A pesquisa, publicada na Current Biology, envolve cientistas da Universidade de Canterbury e do Institut de Neurociències da Universitat Autònoma de Barcelona. Bruce faz parte de um circo da Reserva Willowbank, perto de Christchurch.
O caso foi registrado em 2013, quando Bruce foi encontrado sem parte do bico superior e levado para o viveiro. Hoje, ele vive com 11 keas e lidera as disputas alimentares e de espaço do grupo.
Arma improvável
Sem o bico superior, Bruce desenvolveu uma técnica inédita, apelidada de justa. Ele usa o bico inferior como lança, estendendo o pescoço para golpear o oponente em curtas distâncias.
Em confrontos, Bruce participou de 36 disputas e venceu todas. A estratégia reduz a necessidade de mordidas com o bico, que não funciona com a parte superior ausente.
A eficácia da técnica é alta: em cerca de 73% das investidas, o rival recua rapidamente. Pesquisadores destacam que a vantagem decorre da inovação comportamental diante da deficiência.
Mudanças de comportamento e cuidado
Além das lutas, Bruce demonstra habilidades adicionais.
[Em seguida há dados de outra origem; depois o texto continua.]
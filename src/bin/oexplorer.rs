//! oexplorer CLI Binary
//!
//! Command-line driver for the Object Explorer coordinator.

use clap::Parser;
use oexplorer::cli::{Cli, RunContext};
use oexplorer::config::ConfigLoader;
use oexplorer::logging::{init_logging, LoggingConfig};
use std::process;
use tracing::{error, info};

#[tokio::main]
async fn main() {
    let cli = Cli::parse();

    let logging_config = build_logging_config(&cli);
    if let Err(e) = init_logging(Some(&logging_config)) {
        eprintln!("Failed to initialize logging: {}", e);
        process::exit(1);
    }

    info!("oexplorer starting");

    let context = match RunContext::new(
        cli.config.clone(),
        cli.fixture.clone(),
        cli.provider.clone(),
        cli.connection.clone(),
        cli.server.clone(),
    ) {
        Ok(ctx) => ctx,
        Err(e) => {
            error!("Error initializing explorer: {:#}", e);
            eprintln!("{:#}", e);
            process::exit(1);
        }
    };

    match context.execute(&cli.command).await {
        Ok(output) => {
            info!("Command completed successfully");
            println!("{}", output);
        }
        Err(e) => {
            error!("Command failed: {:#}", e);
            eprintln!("{:#}", e);
            process::exit(1);
        }
    }
}

/// Build logging configuration from CLI args and the config file.
/// Precedence: CLI flags override config file override defaults.
fn build_logging_config(cli: &Cli) -> LoggingConfig {
    let mut config = ConfigLoader::load(cli.config.as_deref())
        .map(|c| c.logging)
        .unwrap_or_default();

    if cli.verbose {
        config.level = "debug".to_string();
    }
    if let Some(ref level) = cli.log_level {
        config.level = level.clone();
    }
    if let Some(ref format) = cli.log_format {
        config.format = format.clone();
    }
    if let Some(ref output) = cli.log_output {
        config.output = output.clone();
    }
    if let Some(ref file) = cli.log_file {
        config.file = file.clone();
    }

    config
}
//! Provider Abstraction
//!
//! Object Explorer trees are supplied by pluggable backends. A primary
//! [`Provider`] owns sessions for one provider id and supplies the main tree;
//! any number of [`NodeProvider`]s registered under the same id contribute
//! supplementary children to the same nodes. Both answer expand and refresh
//! requests out of band through the coordinator's response channel.

use crate::connection::ConnectionInfo;
use crate::error::ExplorerError;
use crate::types::{
    CloseSessionInfo, CloseSessionResponse, ExpandNodeInfo, FindNodesInfo, FindNodesResponse,
    ObjectExplorerSession,
};
use async_trait::async_trait;
use std::sync::Arc;

pub mod fixture;
pub mod registry;

pub use registry::ProviderRegistry;

/// Primary provider contract
#[async_trait]
pub trait Provider: Send + Sync {
    /// Open a session for a connection
    async fn create_session(
        &self,
        connection: ConnectionInfo,
    ) -> Result<ObjectExplorerSession, ExplorerError>;

    /// Start expanding a node.
    ///
    /// `Ok(true)` promises a response through the response channel;
    /// `Ok(false)` declines and no response will follow.
    async fn expand_node(&self, request: ExpandNodeInfo) -> Result<bool, ExplorerError>;

    /// Same contract as [`Provider::expand_node`], bypassing provider caches
    async fn refresh_node(&self, request: ExpandNodeInfo) -> Result<bool, ExplorerError>;

    async fn close_session(
        &self,
        request: CloseSessionInfo,
    ) -> Result<CloseSessionResponse, ExplorerError>;

    async fn find_nodes(&self, request: FindNodesInfo) -> Result<FindNodesResponse, ExplorerError>;
}

/// Secondary provider contributing nodes under a primary provider's namespace
#[async_trait]
pub trait NodeProvider: Send + Sync {
    /// Id used to tag this provider's expansion responses
    fn provider_id(&self) -> &str;

    /// Primary provider id this node provider contributes to
    fn supported_provider_id(&self) -> &str;

    /// Merge ordering key, compared case-insensitively
    fn group(&self) -> &str;

    async fn handle_session_open(
        &self,
        session: &ObjectExplorerSession,
    ) -> Result<bool, ExplorerError>;

    async fn handle_session_close(&self, request: CloseSessionInfo) -> Result<(), ExplorerError>;

    async fn expand_node(&self, request: ExpandNodeInfo) -> Result<bool, ExplorerError>;

    async fn refresh_node(&self, request: ExpandNodeInfo) -> Result<bool, ExplorerError>;
}

/// One member of a fan-out set.
#[derive(Clone)]
pub enum ExpansionTarget {
    Primary {
        provider_id: String,
        provider: Arc<dyn Provider>,
    },
    Node(Arc<dyn NodeProvider>),
}

impl ExpansionTarget {
    /// Key under which this target's response is accumulated
    pub fn provider_id(&self) -> &str {
        match self {
            ExpansionTarget::Primary { provider_id, .. } => provider_id,
            ExpansionTarget::Node(node_provider) => node_provider.provider_id(),
        }
    }

    pub async fn expand_or_refresh(
        &self,
        request: ExpandNodeInfo,
        refresh: bool,
    ) -> Result<bool, ExplorerError> {
        match (self, refresh) {
            (ExpansionTarget::Primary { provider, .. }, false) => provider.expand_node(request).await,
            (ExpansionTarget::Primary { provider, .. }, true) => provider.refresh_node(request).await,
            (ExpansionTarget::Node(node_provider), false) => node_provider.expand_node(request).await,
            (ExpansionTarget::Node(node_provider), true) => node_provider.refresh_node(request).await,
        }
    }
}

impl std::fmt::Debug for ExpansionTarget {
    fn fmt(&self, f: &mut std::fmt::Formatter<'_>) -> std::fmt::Result {
        match self {
            ExpansionTarget::Primary { provider_id, .. } => {
                f.debug_tuple("Primary").field(provider_id).finish()
            }
            ExpansionTarget::Node(node_provider) => f
                .debug_struct("Node")
                .field("provider_id", &node_provider.provider_id())
                .field("group", &node_provider.group())
                .finish(),
        }
    }
}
Ele limpa o bico com a ajuda de outros keas e usa pedras e superfícies para triturar comida, transformando objetos no ambiente em ferramentas simples.
A equipe científica observa que keas são aves muito inteligentes e capazes de explorar soluções novas. Bruce demonstra, assim, como a criatividade pode compensar limitações físicas.
A pesquisa reforça a ideia de cautela ao ponderar intervenções humanas. Próteses ou ajustes podem nem sempre ser benéficos, pois o animal pode encontrar soluções eficazes por conta própria.